El simbolismo pasa por la importancia de la piedad popular para los pueblos, incluso en años turbulentos. Lo que ese grupo de conjurados hizo fue demostrar su fervor y devoción hacia una imagen que es un ícono para la historia del país.

Las capuchas en la historia

Tal como lo expresó alguna vez Celso Lara, los atuendos penitenciales solían cubrir el rostro de los penitentes. Los Gobiernos liberales prohibieron el uso de los sombreros cónicos que cubrían el rostro.

El historiador y antropólogo Mauricio Chaulón Vélez explica que en los años 1879 y 1882 se insistió en la prohibición de que los cucuruchos fuesen con el rostro cubierto.

“Los gobiernos liberales, dentro de la lógica de normar el sentido de nación, ven en la prohibición un intento de buscar hacerla más ilustrada y justifican su accionar en supuestas quejas de la gente, pero en realidad lo hacen en el marco de las prácticas del conservadurismo”, acota.

El especialista refiere que en tiempo del obispo Ricardo Casanova y Estrada por el 1897 se retoma la tradición penitencial de cubrir el rostro con el tradicional sombrero cónico del cucurucho.

No obstante, la utilización de esta indumentaria penitencial se erradicaría definitivamente en tiempo del dictador Manuel Estrada Cabrera, quien con ayuda de su aparato de inteligencia, descubriría en la Semana Santa de 1908, que un grupo de personas se habrían organizado para asesinarle en medio de la procesión del Santo Entierro del templo de Santo Domingo del Viernes Santo.

En aquel año un grupo de insurrectos había planificado atentar contra el dignatario cuando la procesión pasara por la casa del presidente. Aquella conjura fracasó y días antes del atentado se capturó a los insurrectos.

En el contexto de la religiosidad popular vemos que, la utilización de las capuchas o capirotes cónicos que cubren el rostro de los penitentes durante las procesiones de la Semana Santa, han sido prohibidas en más de una ocasión.
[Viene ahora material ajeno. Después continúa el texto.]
//! OpenAI chat completions provider (and compatible endpoints).

use std::time::Instant;

use async_trait::async_trait;
use serde::{Deserialize, Serialize};
use tracing::instrument;

use oralexam_core::traits::{GenerateRequest, GenerateResponse, LlmProvider, ModelInfo, TokenUsage};

use crate::error::{build_client, error_from_response, transport_error, ProviderError};

const DEFAULT_BASE_URL: &str = "https://api.openai.com";
const DEFAULT_TIMEOUT_SECS: u64 = 120;

/// OpenAI-compatible API provider.
pub struct OpenAiProvider {
    api_key: String,
    base_url: String,
    org_id: Option<String>,
    client: reqwest::Client,
}

impl OpenAiProvider {
    pub fn new(
        api_key: &str,
        base_url: Option<String>,
        org_id: Option<String>,
    ) -> Result<Self, ProviderError> {
        Ok(Self {
            api_key: api_key.to_string(),
            base_url: base_url.unwrap_or_else(|| DEFAULT_BASE_URL.to_string()),
            org_id,
            client: build_client(DEFAULT_TIMEOUT_SECS)?,
        })
    }
}

#[derive(Serialize)]
struct OpenAiRequest {
    model: String,
    max_tokens: u32,
    temperature: f64,
    messages: Vec<OpenAiMessage>,
}

#[derive(Serialize)]
struct OpenAiMessage {
    role: &'static str,
    content: OpenAiContent,
}

#[derive(Serialize)]
#[serde(untagged)]
enum OpenAiContent {
    Text(String),
    Parts(Vec<ContentPart>),
}

#[derive(Serialize)]
#[serde(tag = "type", rename_all = "snake_case")]
enum ContentPart {
    Text { text: String },
    ImageUrl { image_url: ImageUrl },
}

#[derive(Serialize)]
struct ImageUrl {
    url: String,
}

#[derive(Deserialize)]
struct OpenAiResponse {
    choices: Vec<OpenAiChoice>,
    #[serde(default)]
    usage: OpenAiUsage,
    model: String,
}

#[derive(Deserialize)]
struct OpenAiChoice {
    message: OpenAiChoiceMessage,
}

#[derive(Deserialize)]
struct OpenAiChoiceMessage {
    #[serde(default)]
    content: Option<String>,
}

#[derive(Deserialize, Default)]
struct OpenAiUsage {
    #[serde(default)]
    prompt_tokens: u32,
    #[serde(default)]
    completion_tokens: u32,
    #[serde(default)]
    total_tokens: u32,
}

fn build_body(request: &GenerateRequest) -> OpenAiRequest {
    let mut messages = Vec::with_capacity(2);
    if let Some(system) = &request.system_prompt {
        messages.push(OpenAiMessage {
            role: "system",
            content: OpenAiContent::Text(system.clone()),
        });
    }

    let user = if request.images.is_empty() {
        OpenAiContent::Text(request.prompt.clone())
    } else {
        let mut parts = vec![ContentPart::Text {
            text: request.prompt.clone(),
        }];
        parts.extend(request.images.iter().map(|image| ContentPart::ImageUrl {
            image_url: ImageUrl {
                url: format!("data:{};base64,{}", image.media_type.mime(), image.data_base64),
            },
        }));
        OpenAiContent::Parts(parts)
    };
    messages.push(OpenAiMessage {
        role: "user",
        content: user,
    });

    OpenAiRequest {
        model: request.model.clone(),
        max_tokens: request.max_tokens,
        temperature: request.temperature,
        messages,
    }
}

#[async_trait]
impl LlmProvider for OpenAiProvider {
    fn name(&self) -> &str {
        "openai"
    }

    #[instrument(skip(self, request), fields(model = %request.model, images = request.images.len()))]
    async fn generate(&self, request: &GenerateRequest) -> anyhow::Result<GenerateResponse> {
        let start = Instant::now();
        let body = build_body(request);

        let mut req = self
            .client
            .post(format!("{}/v1/chat/completions", self.base_url))
            .header("Authorization", format!("Bearer {}", self.api_key))
            .header("content-type", "application/json");

        if let Some(org) = &self.org_id {
            req = req.header("OpenAI-Organization", org);
        }

        let response = req
            .json(&body)
            .send()
            .await
            .map_err(|e| transport_error(e, DEFAULT_TIMEOUT_SECS))?;

        if !response.status().is_success() {
            return Err(error_from_response(response, &request.model).await.into());
        }

        let api_response: OpenAiResponse = response
            .json()
            .await
            .map_err(|e| ProviderError::MalformedBody(format!("failed to parse response: {e}")))?;

        let latency_ms = start.elapsed().as_millis() as u64;
        let content = api_response
            .choices
            .into_iter()
            .next()
            .and_then(|c| c.message.content)
            .unwrap_or_default();

        let usage = api_response.usage;
        Ok(GenerateResponse {
            content,
            model: api_response.model,
            token_usage: TokenUsage {
                prompt_tokens: usage.prompt_tokens,
                completion_tokens: usage.completion_tokens,
                total_tokens: usage.total_tokens,
            },
            latency_ms,
        })
    }

    fn available_models(&self) -> Vec<ModelInfo> {
        vec![
            ModelInfo {
                id: "gpt-4.1".into(),
                name: "GPT-4.1".into(),
                provider: "openai".into(),
                max_context: 1_000_000,
                vision: true,
            },
            ModelInfo {
                id: "gpt-4.1-mini".into(),
                name: "GPT-4.1 Mini".into(),
                provider: "openai".into(),
                max_context: 1_000_000,
                vision: true,
            },
            ModelInfo {
                id: "gpt-4o".into(),
                name: "GPT-4o".into(),
                provider: "openai".into(),
                max_context: 128_000,
                vision: true,
            },
        ]
    }
}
No obstante, la historia reciente de las tradiciones de la época han surgido algunos intentos por volver a la praxis de cubrir el rostro, pero se ha limitado a pequeños escuadrones de nazarenos que portan los símbolos de pasión o las estaciones del Viacrucis durante las procesiones de la Semana Mayor.

De hecho la legislación guatemalteca (Decreto 41-95) prohíbe la utilización de capuchas. La misma fue aprobada en 1995 cuando Efraín Rios Montt presidía el Congreso de la República, aunque paradójicamente sus propios correligionarios utilizaron capuchas en una violenta manifestación en julio de 2003, conocida como jueves negro.

A 113 años de la prohibición de los sombreros cónicos que cubrían el rostro, pocos han sido los cucuruchos que han desfilado por las calles del Centro Histórico con una capucha que esconde su identidad.

En la mayoría de los casos los pequeños escuadrones que caminan con el rostro cubierto forman parte de un subgrupo de una asociación o cofradía penitencial.

Lo ocurrido el 27 de febrero toma ciertos matices, pues los penitentes no pertenecían a ninguna asociación o cofradía, su manifestación pública la hicieron en un contexto pandémico, en un año donde no se esperaban cucuruchos en las calles.

En ese contexto el valor simbólico de ese acto de fe y devoción toma una relevancia trascendente que pasará a la historia como la noche en que unos conjurados decidieron homenajear a la imagen de sus amores.